Ultimately it seems that there are really only two fundamental intellectual reasons for being particularly interested in historical comparisons. One is the hope of discovering recurring social mechanisms and structures. This is what Charles Tilly seems to be about in his many studies of contentious politics. And the second is the hope of discovering some of the differentiating pathways that lead to significantly different outcomes in ostensibly similar social settings. The first goal serves the value of arriving at some level of generalization about social phenomena, and the second serves the goal of tracing out the fine structure of the particular.
(The images above represent rice cultivation in Bali and grain cultivation in France. As Marc Bloch might have observed, they depict landscapes that reflect fundamentally different agrarian regimes: intensive cultivation in small plots in Bali, versus extensive cultivation making use of a considerable amount of animal or machine traction in France. And Bloch would have been likely to spend a great deal of effort at discovering the legal, cultural, religious, and technical characteristics of the two regimes.)
How would you cite this page?
ReplyDeleteLittle, Daniel. "Comparative History." UnderstandingSociety. 30 November 2009. Web. 29 Nov. 2012.

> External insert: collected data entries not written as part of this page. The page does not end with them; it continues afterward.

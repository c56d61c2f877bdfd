//! The payloads the core exchanges with the stratum front-end. Message
//! framing, subscription state, and share accounting live outside this
//! crate; these types fix only the shapes the assembler reads and writes.

use serde::{Deserialize, Serialize};
use smelter_chains::hashes::BlockHash;

/// The parameters of a `mining.notify`. `coinb1`/`coinb2` are the legacy
/// coinbase split at the extranonce region: the miner splices
/// `extranonce1 ‖ extranonce2` between them and hashes the result for the
/// merkle fold, so the split must be over the txid-bearing serialization.
#[derive(Clone, Debug, Default, Serialize)]
pub struct NotifyPayload {
    /// Job identifier, unique per work and mutation.
    pub job_id: String,
    /// Previous block hash in stratum word order.
    pub prev_hash: String,
    /// Coinbase bytes before the extranonce region, hex.
    pub coinb1: String,
    /// Coinbase bytes after the extranonce region, hex.
    pub coinb2: String,
    /// The coinbase merkle path, internal-order hex, leaf to root.
    pub merkle_branch: Vec<String>,
    /// Header version, 8 hex digits.
    pub version: String,
    /// Compact target, 8 hex digits.
    pub nbits: String,
    /// Header timestamp, 8 hex digits.
    pub ntime: String,
    /// True when miners must drop work built on earlier jobs.
    pub clean_jobs: bool,
}

/// The core-visible shape of a parsed `mining.submit`.
#[derive(Clone, Debug, Default, Deserialize)]
pub struct StratumSubmit {
    /// The job the share was mined against.
    pub job_id: String,
    /// The miner-rolled extranonce2 bytes.
    pub extra_nonce: Vec<u8>,
    /// The header timestamp the miner used.
    pub time: u32,
    /// The winning nonce candidate.
    pub nonce: u32,
    /// Version bits the miner rolled, masked by the negotiated mask.
    /// Absent when the session never negotiated version rolling.
    #[serde(default)]
    pub version_bits: Option<u32>,
}

/// Encode a previous-block hash the way stratum notifies carry it: the
/// little-endian serialization, byte-swapped per 32-bit word.
pub fn stratum_prev_hash(hash: &BlockHash) -> String {
    let bytes = AsRef::<[u8; 32]>::as_ref(hash);
    let mut out = String::with_capacity(64);
    for word in bytes.chunks(4) {
        let mut swapped = [0u8; 4];
        swapped.copy_from_slice(word);
        swapped.reverse();
        out.push_str(&hex::encode(swapped));
    }
    out
}
//! A fan-in join for concurrent outbound calls: N subtasks each deliver one
//! value, and the subtask that completes the set invokes the aggregate
//! callback exactly once, on its own thread, with the results in slot
//! order. The RPC layer uses this to join multi-node `getblocktemplate`
//! calls into a single continuation.

use std::sync::{
    atomic::{AtomicUsize, Ordering},
    Arc, Mutex,
};

type Callback<T> = Box<dyn FnOnce(Vec<T>) + Send>;

/// Shared aggregate state for one fan-in round.
pub struct FanIn<T> {
    slots: Mutex<Vec<Option<T>>>,
    callback: Mutex<Option<Callback<T>>>,
    arrived: AtomicUsize,
    expected: usize,
}

impl<T: Send> FanIn<T> {
    /// Create the aggregate for `expected` subtasks. `expected` must be at
    /// least 1; with nothing to wait for there is no completing deliverer
    /// to run the callback.
    pub fn new<F>(expected: usize, callback: F) -> Arc<Self>
    where
        F: FnOnce(Vec<T>) + Send + 'static,
    {
        assert!(expected > 0, "fan-in requires at least one subtask");
        Arc::new(Self {
            slots: Mutex::new((0..expected).map(|_| None).collect()),
            callback: Mutex::new(Some(Box::new(callback))),
            arrived: AtomicUsize::new(0),
            expected,
        })
    }

    /// Deliver subtask `index`'s value. May be called from any thread; each
    /// slot must be delivered exactly once. The caller that supplies the
    /// final value runs the callback before returning, releasing the
    /// aggregate state.
    pub fn deliver(&self, index: usize, value: T) {
        {
            let mut slots = self.slots.lock().expect("fan-in state poisoned");
            assert!(
                slots[index].is_none(),
                "fan-in slot {index} delivered twice"
            );
            slots[index] = Some(value);
        }

        // AcqRel: the completing thread must observe every earlier slot store
        if self.arrived.fetch_add(1, Ordering::AcqRel) + 1 == self.expected {
            let callback = self
                .callback
                .lock()
                .expect("fan-in state poisoned")
                .take();
            let slots = std::mem::take(&mut *self.slots.lock().expect("fan-in state poisoned"));
            let results: Vec<T> = slots.into_iter().flatten().collect();
            if let Some(callback) = callback {
                callback(results);
            }
        }
    }
}

#[cfg(test)]
mod test {
    use super::*;
    use std::sync::mpsc;
    use std::thread;

    #[test]
    fn it_fires_once_with_ordered_results() {
        let (tx, rx) = mpsc::channel();
        let fan_in = FanIn::new(4, move |results: Vec<u32>| {
            tx.send(results).unwrap();
        });

        let mut handles = vec![];
        for (index, value) in [(3usize, 30u32), (0, 0), (2, 20), (1, 10)] {
            let fan_in = Arc::clone(&fan_in);
            handles.push(thread::spawn(move || fan_in.deliver(index, value)));
        }
        for handle in handles {
            handle.join().unwrap();
        }

        assert_eq!(rx.recv().unwrap(), vec![0, 10, 20, 30]);
        assert!(rx.try_recv().is_err(), "callback must fire exactly once");
    }

    #[test]
    fn the_final_deliverer_runs_the_callback_inline() {
        let (tx, rx) = mpsc::channel();
        let fan_in = FanIn::new(2, move |results: Vec<&'static str>| {
            tx.send((thread::current().id(), results)).unwrap();
        });

        fan_in.deliver(0, "a");
        let fan_in2 = Arc::clone(&fan_in);
        let handle = thread::spawn(move || {
            let id = thread::current().id();
            fan_in2.deliver(1, "b");
            id
        });
        let worker_id = handle.join().unwrap();

        let (cb_thread, results) = rx.recv().unwrap();
        assert_eq!(cb_thread, worker_id);
        assert_eq!(results, vec!["a", "b"]);
    }
}
//! Pool and worker configuration consumed by the assembler.

use serde::Deserialize;

fn default_extra_nonce() -> u8 {
    4
}

fn default_version_mask() -> u32 {
    // The version-rolling mask negotiated by ASIC-boost miners
    0x1fff_e000
}

/// Per-backend mining configuration.
#[derive(Clone, Debug, Deserialize)]
pub struct MiningConfig {
    /// Maximum number of non-coinbase transactions per block. 0 means no cap.
    #[serde(default)]
    pub tx_num_limit: u32,

    /// Bytes of the extranonce region owned by the session (extranonce1).
    #[serde(default = "default_extra_nonce")]
    pub fixed_extra_nonce_size: u8,

    /// Bytes of the extranonce region rolled by the miner (extranonce2).
    #[serde(default = "default_extra_nonce")]
    pub mutable_extra_nonce_size: u8,

    /// Header bits miners may roll when version-rolling is negotiated.
    #[serde(default = "default_version_mask")]
    pub version_mask: u32,

    /// The pool payout address, in the chain's own encoding.
    pub mining_address: String,

    /// Free-form message embedded in the coinbase scriptSig.
    #[serde(default)]
    pub coinbase_message: String,

    /// Extra bytes placed ahead of the message, e.g. merged-mining tags.
    #[serde(default)]
    pub coinbase_extra: Vec<u8>,
}

impl MiningConfig {
    /// Total size of the reserved extranonce region.
    pub fn extra_nonce_size(&self) -> usize {
        self.fixed_extra_nonce_size as usize + self.mutable_extra_nonce_size as usize
    }
}

impl Default for MiningConfig {
    fn default() -> Self {
        Self {
            tx_num_limit: 0,
            fixed_extra_nonce_size: default_extra_nonce(),
            mutable_extra_nonce_size: default_extra_nonce(),
            version_mask: default_version_mask(),
            mining_address: String::new(),
            coinbase_message: String::new(),
            coinbase_extra: vec![],
        }
    }
}

/// Per-connection worker state the submit path needs.
#[derive(Clone, Debug, Default, Deserialize)]
pub struct WorkerConfig {
    /// The worker's login name, for log attribution.
    #[serde(default)]
    pub name: String,

    /// The session's fixed extranonce bytes (extranonce1), assigned at
    /// subscribe time. Length must equal `fixed_extra_nonce_size`.
    #[serde(default)]
    pub extra_nonce_fixed: Vec<u8>,
}
//! Holds utilities for working with cryptographic digests, and disambiguating digests via marker
//! traits.
//!
//! We want to wrap hashes in marked newtypes in order to prevent type-confusion between TXIDs,
//! block hashes, and other digests with the same length.

/// Marked hashes
pub mod marked;

/// Tooling for bitcoin-style double-sha2
pub mod hash256;

/// Tooling for the scrypt proof-of-work digest
pub mod scrypt1024;

pub use hash256::*;
pub use marked::*;
pub use scrypt1024::*;
use serde::{Deserialize, Serialize};
use uuid::Uuid;

/// A column on a project board.
///
/// `position` is unique within the project and the positions of a project's
/// columns are always `0..n`.
#[derive(Debug, Clone, Serialize, Deserialize, PartialEq, Eq)]
pub struct BoardColumn {
    pub id: Uuid,
    pub project_id: Uuid,
    pub name: String,
    pub position: i64,
}

/// Input for adding a column to a project.
///
/// A `position` past the end of the board is clamped to append.
#[derive(Debug, Clone, Serialize, Deserialize)]
pub struct CreateColumnInput {
    pub name: String,
    pub position: i64,
}

/// Input for updating a column. All fields are optional for partial updates.
#[derive(Debug, Clone, Default, Serialize, Deserialize)]
pub struct UpdateColumnInput {
    pub name: Option<String>,
    pub position: Option<i64>,
}
use chrono::Utc;
use rusqlite::{OptionalExtension, Row, Transaction};
use uuid::Uuid;

use super::{columns, parse_datetime, parse_uuid, require_name, tasks, Database};
use crate::error::{BoardError, Result};
use crate::models::*;

const MAX_PROJECT_NAME: usize = 100;

impl Database {
    // ============================================================
    // Project operations
    // ============================================================

    pub fn get_all_projects(&self) -> Result<Vec<Project>> {
        self.read(|tx| {
            let mut stmt = tx.prepare(
                "SELECT id, name, description, created_at, updated_at
                 FROM projects ORDER BY name",
            )?;
            let projects = stmt
                .query_map([], project_from_row)?
                .collect::<std::result::Result<Vec<_>, _>>()?;
            Ok(projects)
        })
    }

    pub fn get_project(&self, id: Uuid) -> Result<Option<Project>> {
        self.read(|tx| find_project(tx, id))
    }

    /// Create a project with the default "To Do", "In Progress" and "Done"
    /// columns.
    pub fn create_project(&self, input: CreateProjectInput) -> Result<Project> {
        require_name("project name", &input.name, MAX_PROJECT_NAME)?;

        self.write(|tx| {
            let id = Uuid::new_v4();
            let now = Utc::now();

            tx.execute(
                "INSERT INTO projects (id, name, description, created_at, updated_at)
                 VALUES (?, ?, ?, ?, ?)",
                (
                    id.to_string(),
                    input.name.trim(),
                    &input.description,
                    now.to_rfc3339(),
                    now.to_rfc3339(),
                ),
            )?;

            for (position, name) in DEFAULT_COLUMNS.iter().enumerate() {
                tx.execute(
                    "INSERT INTO columns (id, project_id, name, position) VALUES (?, ?, ?, ?)",
                    (
                        Uuid::new_v4().to_string(),
                        id.to_string(),
                        *name,
                        position as i64,
                    ),
                )?;
            }

            Ok(Project {
                id,
                name: input.name.trim().to_string(),
                description: input.description.clone(),
                created_at: now,
                updated_at: now,
            })
        })
    }

    pub fn update_project(&self, id: Uuid, input: UpdateProjectInput) -> Result<Option<Project>> {
        if let Some(name) = &input.name {
            require_name("project name", name, MAX_PROJECT_NAME)?;
        }

        self.write(|tx| {
            let Some(existing) = find_project(tx, id)? else {
                return Ok(None);
            };

            let now = Utc::now();
            let name = input
                .name
                .as_deref()
                .map(|n| n.trim().to_string())
                .unwrap_or(existing.name);
            let description = input.description.clone().or(existing.description);

            tx.execute(
                "UPDATE projects SET name = ?, description = ?, updated_at = ? WHERE id = ?",
                (&name, &description, now.to_rfc3339(), id.to_string()),
            )?;

            Ok(Some(Project {
                id,
                name,
                description,
                created_at: existing.created_at,
                updated_at: now,
            }))
        })
    }

    /// Delete a project with everything on its board.
    ///
    /// Tasks go first, then columns, then the project row, all in one
    /// transaction.
    pub fn delete_project(&self, id: Uuid) -> Result<bool> {
        self.write(|tx| {
            if find_project(tx, id)?.is_none() {
                return Ok(false);
            }

            let tasks = tx.execute(
                "DELETE FROM tasks WHERE column_id IN (SELECT id FROM columns WHERE project_id = ?)",
                [id.to_string()],
            )?;
            let columns = tx.execute("DELETE FROM columns WHERE project_id = ?", [id.to_string()])?;
            tx.execute("DELETE FROM projects WHERE id = ?", [id.to_string()])?;

            tracing::info!(project = %id, columns, tasks, "Deleted project");
            Ok(true)
        })
    }

    /// A project's board: columns in order, each with its tasks in order.
    pub fn get_board(&self, project_id: Uuid) -> Result<Board> {
        self.read(|tx| {
            let project = find_project(tx, project_id)?
                .ok_or_else(|| BoardError::not_found("project", project_id))?;

            let columns = columns::list_columns(tx, project_id)?
                .into_iter()
                .map(|column| {
                    let tasks = tasks::list_tasks(tx, column.id)?;
                    Ok(ColumnWithTasks { column, tasks })
                })
                .collect::<Result<Vec<_>>>()?;

            Ok(Board { project, columns })
        })
    }

    /// Whether every position space on the board is dense.
    pub fn check_board(&self, project_id: Uuid) -> Result<bool> {
        self.read(|tx| {
            if find_project(tx, project_id)?.is_none() {
                return Err(BoardError::not_found("project", project_id));
            }
            if !crate::ordering::check_dense::<columns::ColumnSpace>(tx, project_id)? {
                return Ok(false);
            }
            for column in columns::list_columns(tx, project_id)? {
                if !crate::ordering::check_dense::<tasks::TaskSpace>(tx, column.id)? {
                    return Ok(false);
                }
            }
            Ok(true)
        })
    }
}

pub(super) fn find_project(tx: &Transaction<'_>, id: Uuid) -> Result<Option<Project>> {
    let project = tx
        .query_row(
            "SELECT id, name, description, created_at, updated_at FROM projects WHERE id = ?",
            [id.to_string()],
            project_from_row,
        )
        .optional()?;
    Ok(project)
}

fn project_from_row(row: &Row<'_>) -> rusqlite::Result<Project> {
    Ok(Project {
        id: parse_uuid(row, 0)?,
        name: row.get(1)?,
        description: row.get(2)?,
        created_at: parse_datetime(row.get::<_, String>(3)?),
        updated_at: parse_datetime(row.get::<_, String>(4)?),
    })
}
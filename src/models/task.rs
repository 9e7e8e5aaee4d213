use chrono::{DateTime, Utc};
use serde::{Deserialize, Deserializer, Serialize};
use uuid::Uuid;

/// A card on the board.
///
/// `position` is unique within the owning column. Moving a task to another
/// column changes both `column_id` and `position` atomically.
#[derive(Debug, Clone, Serialize, Deserialize, PartialEq)]
pub struct Task {
    pub id: Uuid,
    pub column_id: Uuid,
    pub title: String,
    pub description: Option<String>,
    pub status: TaskStatus,
    pub position: i64,
    /// Opaque reference to whoever owns the task; not interpreted here.
    pub assignee: Option<String>,
    pub due_date: Option<DateTime<Utc>>,
    pub created_at: DateTime<Utc>,
    pub updated_at: DateTime<Utc>,
}

/// Progress of a task.
///
/// - `Todo`: Not started
/// - `InProgress`: Being worked on
/// - `Done`: Finished
#[derive(Debug, Clone, Copy, Default, Serialize, Deserialize, PartialEq, Eq)]
#[serde(rename_all = "snake_case")]
pub enum TaskStatus {
    #[default]
    Todo,
    InProgress,
    Done,
}

impl TaskStatus {
    pub fn as_str(&self) -> &'static str {
        match self {
            Self::Todo => "todo",
            Self::InProgress => "in_progress",
            Self::Done => "done",
        }
    }

    pub fn from_str(s: &str) -> Option<Self> {
        match s {
            "todo" => Some(Self::Todo),
            "in_progress" => Some(Self::InProgress),
            "done" => Some(Self::Done),
            _ => None,
        }
    }
}

/// Input for creating a task in a column.
#[derive(Debug, Clone, Default, Serialize, Deserialize)]
pub struct CreateTaskInput {
    pub title: String,
    pub description: Option<String>,
    /// Defaults to `todo`.
    pub status: Option<TaskStatus>,
    pub position: i64,
    pub assignee: Option<String>,
    pub due_date: Option<DateTime<Utc>>,
}

/// Input for updating a task. All fields are optional for partial updates.
///
/// The nullable fields take `Some(None)` to clear the stored value; a missing
/// JSON key leaves it alone while an explicit `null` clears it.
///
/// A `position` here reorders the task within its current column; use
/// [`MoveTaskInput`] to change columns.
#[derive(Debug, Clone, Default, Serialize, Deserialize)]
pub struct UpdateTaskInput {
    pub title: Option<String>,
    #[serde(default, deserialize_with = "present")]
    pub description: Option<Option<String>>,
    pub status: Option<TaskStatus>,
    pub position: Option<i64>,
    #[serde(default, deserialize_with = "present")]
    pub assignee: Option<Option<String>>,
    #[serde(default, deserialize_with = "present")]
    pub due_date: Option<Option<DateTime<Utc>>>,
}

/// Any value for a key that is present, `null` included, counts as set.
fn present<'de, D, T>(deserializer: D) -> Result<Option<Option<T>>, D::Error>
where
    D: Deserializer<'de>,
    T: Deserialize<'de>,
{
    Option::<T>::deserialize(deserializer).map(Some)
}

/// Drag-and-drop target for a task: a column in the same project and a slot in it.
#[derive(Debug, Clone, Copy, Serialize, Deserialize)]
pub struct MoveTaskInput {
    pub column_id: Uuid,
    pub position: i64,
}
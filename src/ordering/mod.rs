//! Dense position management for ordered sibling groups.
//!
//! A *position space* is every row of one table sharing a scope key (the
//! columns of a project, the tasks of a column). After every committed
//! operation the positions in a space are exactly `0..n`.
//!
//! Every operation follows the same three steps:
//! 1. read the members of the affected space(s) inside the caller's
//!    transaction,
//! 2. plan the new positions in memory,
//! 3. write the plan as one batch.
//!
//! The batch write parks every row it touches at a unique negative position
//! before placing it, so the `UNIQUE(scope, position)` index never sees two
//! rows at the same slot mid-batch. Callers must run these functions inside an
//! immediate transaction; see [`crate::db::Database`].

use std::collections::HashSet;

use rusqlite::{OptionalExtension, Transaction};
use uuid::Uuid;

use crate::db::parse_uuid;
use crate::error::{BoardError, Result};

/// A table whose rows are ordered within a scope.
pub trait PositionSpace {
    /// Entity name used in errors and logs.
    const KIND: &'static str;
    const TABLE: &'static str;
    /// Column holding the scope key.
    const SCOPE_COLUMN: &'static str;
}

/// A row's identity and slot within its space.
#[derive(Debug, Clone, Copy, PartialEq, Eq)]
pub struct Member {
    pub id: Uuid,
    pub position: i64,
}

/// Planned final location of one row.
#[derive(Debug, Clone, Copy, PartialEq, Eq)]
pub struct Placement {
    pub id: Uuid,
    pub scope: Uuid,
    pub position: i64,
}

// ============================================================
// Operations
// ============================================================

/// Make room for a new member at `desired` and return the slot to insert it at.
///
/// `desired` is clamped to `n`, so inserting past the end appends. The caller
/// writes the new row at the returned position in the same transaction.
pub fn open_gap<S: PositionSpace>(tx: &Transaction<'_>, scope: Uuid, desired: i64) -> Result<i64> {
    ensure_non_negative(desired)?;
    let members = members::<S>(tx, scope)?;
    let (slot, plan) = plan_insert(&members, scope, desired);
    apply::<S>(tx, &plan)?;
    Ok(slot)
}

/// Move `id` to `new_position` within `scope` and return where it landed.
///
/// Positions past the end clamp to the last slot. Moving to the current slot
/// writes nothing.
pub fn reposition<S: PositionSpace>(
    tx: &Transaction<'_>,
    scope: Uuid,
    id: Uuid,
    new_position: i64,
) -> Result<i64> {
    ensure_non_negative(new_position)?;
    let members = members::<S>(tx, scope)?;
    let (slot, plan) = plan_reposition(&members, scope, id, new_position)
        .ok_or_else(|| BoardError::not_found(S::KIND, id))?;
    apply::<S>(tx, &plan)?;
    Ok(slot)
}

/// Move `id` from its current space into `new_scope` at `new_position`.
///
/// Closes the gap in the old space and opens one in the new space as a single
/// batch. A relocation into the same scope is a [`reposition`]. The caller is
/// responsible for checking that `new_scope` is a valid destination.
pub fn relocate<S: PositionSpace>(
    tx: &Transaction<'_>,
    id: Uuid,
    new_scope: Uuid,
    new_position: i64,
) -> Result<i64> {
    ensure_non_negative(new_position)?;
    let (old_scope, _) =
        locate::<S>(tx, id)?.ok_or_else(|| BoardError::not_found(S::KIND, id))?;
    if old_scope == new_scope {
        return reposition::<S>(tx, old_scope, id, new_position);
    }

    let source = members::<S>(tx, old_scope)?;
    let destination = members::<S>(tx, new_scope)?;
    let (slot, plan) =
        plan_relocate(&source, old_scope, &destination, new_scope, id, new_position)
            .ok_or_else(|| BoardError::not_found(S::KIND, id))?;
    apply::<S>(tx, &plan)?;
    Ok(slot)
}

/// Delete `id` from `scope` and close the gap behind it.
pub fn remove<S: PositionSpace>(tx: &Transaction<'_>, scope: Uuid, id: Uuid) -> Result<()> {
    let members = members::<S>(tx, scope)?;
    let plan = plan_remove(&members, scope, id).ok_or_else(|| BoardError::not_found(S::KIND, id))?;

    tx.execute(
        &format!("DELETE FROM {} WHERE id = ?1", S::TABLE),
        [id.to_string()],
    )?;
    apply::<S>(tx, &plan)?;
    Ok(())
}

/// Give every member of `scope` its index in `order`.
///
/// `order` must be a permutation of the current members; anything else is
/// rejected before a single row is written.
pub fn bulk_reorder<S: PositionSpace>(tx: &Transaction<'_>, scope: Uuid, order: &[Uuid]) -> Result<()> {
    let members = members::<S>(tx, scope)?;
    let plan = plan_reorder(&members, scope, order)?;
    apply::<S>(tx, &plan)?;
    Ok(())
}

/// Members of `scope` in position order.
pub fn members<S: PositionSpace>(tx: &Transaction<'_>, scope: Uuid) -> Result<Vec<Member>> {
    let mut stmt = tx.prepare_cached(&format!(
        "SELECT id, position FROM {} WHERE {} = ?1 ORDER BY position",
        S::TABLE,
        S::SCOPE_COLUMN
    ))?;
    let rows = stmt
        .query_map([scope.to_string()], |row| {
            Ok(Member {
                id: parse_uuid(row, 0)?,
                position: row.get(1)?,
            })
        })?
        .collect::<std::result::Result<Vec<_>, _>>()?;
    Ok(rows)
}

/// Scope and position of `id`, if it exists.
pub fn locate<S: PositionSpace>(tx: &Transaction<'_>, id: Uuid) -> Result<Option<(Uuid, i64)>> {
    let found = tx
        .query_row(
            &format!(
                "SELECT {}, position FROM {} WHERE id = ?1",
                S::SCOPE_COLUMN,
                S::TABLE
            ),
            [id.to_string()],
            |row| Ok((parse_uuid(row, 0)?, row.get::<_, i64>(1)?)),
        )
        .optional()?;
    Ok(found)
}

/// Whether the positions of `scope` are exactly `0..n`.
pub fn check_dense<S: PositionSpace>(tx: &Transaction<'_>, scope: Uuid) -> Result<bool> {
    Ok(positions_are_dense(&members::<S>(tx, scope)?))
}

// ============================================================
// Planning
// ============================================================

pub(crate) fn positions_are_dense(members: &[Member]) -> bool {
    let mut positions: Vec<i64> = members.iter().map(|m| m.position).collect();
    positions.sort_unstable();
    positions.iter().copied().eq(0..members.len() as i64)
}

fn plan_insert(members: &[Member], scope: Uuid, desired: i64) -> (i64, Vec<Placement>) {
    let slot = desired.clamp(0, members.len() as i64);
    let plan = members
        .iter()
        .filter(|m| m.position >= slot)
        .map(|m| Placement {
            id: m.id,
            scope,
            position: m.position + 1,
        })
        .collect();
    (slot, plan)
}

/// `None` if `id` is not a member.
fn plan_reposition(
    members: &[Member],
    scope: Uuid,
    id: Uuid,
    new_position: i64,
) -> Option<(i64, Vec<Placement>)> {
    let current = members.iter().find(|m| m.id == id)?.position;
    let target = new_position.clamp(0, members.len() as i64 - 1);
    if target == current {
        return Some((current, Vec::new()));
    }

    let mut plan: Vec<Placement> = members
        .iter()
        .filter(|m| m.id != id)
        .filter_map(|m| {
            let shifted = if target > current && m.position > current && m.position <= target {
                m.position - 1
            } else if target < current && m.position >= target && m.position < current {
                m.position + 1
            } else {
                return None;
            };
            Some(Placement {
                id: m.id,
                scope,
                position: shifted,
            })
        })
        .collect();
    plan.push(Placement {
        id,
        scope,
        position: target,
    });
    Some((target, plan))
}

fn plan_relocate(
    source: &[Member],
    source_scope: Uuid,
    destination: &[Member],
    destination_scope: Uuid,
    id: Uuid,
    new_position: i64,
) -> Option<(i64, Vec<Placement>)> {
    let mut plan = plan_remove(source, source_scope, id)?;
    let (slot, opened) = plan_insert(destination, destination_scope, new_position);
    plan.extend(opened);
    plan.push(Placement {
        id,
        scope: destination_scope,
        position: slot,
    });
    Some((slot, plan))
}

/// Shifts closing the gap left by `id`; `None` if `id` is not a member.
fn plan_remove(members: &[Member], scope: Uuid, id: Uuid) -> Option<Vec<Placement>> {
    let removed = members.iter().find(|m| m.id == id)?.position;
    Some(
        members
            .iter()
            .filter(|m| m.position > removed)
            .map(|m| Placement {
                id: m.id,
                scope,
                position: m.position - 1,
            })
            .collect(),
    )
}

fn plan_reorder(members: &[Member], scope: Uuid, order: &[Uuid]) -> Result<Vec<Placement>> {
    if order.len() != members.len() {
        return Err(BoardError::invalid(format!(
            "expected {} ids, got {}",
            members.len(),
            order.len()
        )));
    }

    let current: HashSet<Uuid> = members.iter().map(|m| m.id).collect();
    let mut seen = HashSet::with_capacity(order.len());
    for id in order {
        if !current.contains(id) {
            return Err(BoardError::invalid(format!("{id} is not in this scope")));
        }
        if !seen.insert(*id) {
            return Err(BoardError::invalid(format!("{id} is listed more than once")));
        }
    }

    Ok(order
        .iter()
        .enumerate()
        .filter(|(index, id)| {
            members
                .iter()
                .any(|m| m.id == **id && m.position != *index as i64)
        })
        .map(|(index, id)| Placement {
            id: *id,
            scope,
            position: index as i64,
        })
        .collect())
}

// ============================================================
// Batch write
// ============================================================

fn apply<S: PositionSpace>(tx: &Transaction<'_>, plan: &[Placement]) -> Result<()> {
    if plan.is_empty() {
        return Ok(());
    }

    {
        let mut park = tx.prepare_cached(&format!(
            "UPDATE {} SET position = ?2 WHERE id = ?1",
            S::TABLE
        ))?;
        for (index, placement) in plan.iter().enumerate() {
            park.execute((placement.id.to_string(), -(index as i64) - 1))?;
        }
    }

    let mut place = tx.prepare_cached(&format!(
        "UPDATE {} SET {} = ?2, position = ?3 WHERE id = ?1",
        S::TABLE,
        S::SCOPE_COLUMN
    ))?;
    for placement in plan {
        place.execute((
            placement.id.to_string(),
            placement.scope.to_string(),
            placement.position,
        ))?;
    }

    tracing::debug!(kind = S::KIND, rows = plan.len(), "applied position batch");
    Ok(())
}

fn ensure_non_negative(position: i64) -> Result<()> {
    if position < 0 {
        return Err(BoardError::invalid(format!(
            "position must be non-negative, got {position}"
        )));
    }
    Ok(())
}
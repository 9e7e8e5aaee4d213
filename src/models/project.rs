use chrono::{DateTime, Utc};
use serde::{Deserialize, Serialize};
use uuid::Uuid;

/// Column names given to every new project, in board order.
pub const DEFAULT_COLUMNS: [&str; 3] = ["To Do", "In Progress", "Done"];

/// A project owning a board of columns.
#[derive(Debug, Clone, Serialize, Deserialize, PartialEq)]
pub struct Project {
    pub id: Uuid,
    pub name: String,
    pub description: Option<String>,
    pub created_at: DateTime<Utc>,
    pub updated_at: DateTime<Utc>,
}

/// Input for creating a new project.
#[derive(Debug, Clone, Serialize, Deserialize)]
pub struct CreateProjectInput {
    pub name: String,
    pub description: Option<String>,
}

/// Input for updating an existing project. All fields are optional for partial updates.
#[derive(Debug, Clone, Default, Serialize, Deserialize)]
pub struct UpdateProjectInput {
    pub name: Option<String>,
    pub description: Option<String>,
}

ReplyDeleteDear Prof. Little:
DeleteI found the article above very useful. I'm writing on Syria and trying to compare the political history of the father-son regimes of the Assads, their similarity, difference and the politics of opposition in Syria...so my question is, is Comparative history an appropriate method to use when using comparison within a single case(Syria) across time and regime? What changed in Syria for the opposition to pose a serious threat to the regime? What explains the difference in the level of sustained opposition? Please advise if the CH is the correct method for the question I’m pursuing…
Thank you
Saba
Dear Saba,
DeleteMy own opinion, for what it is worth, is that comparison across time within a single society is a valid approach to historical research. So I think your approach can shed light on Syria's history. Charles Tilly's book The Contentious French is an example of such an approach.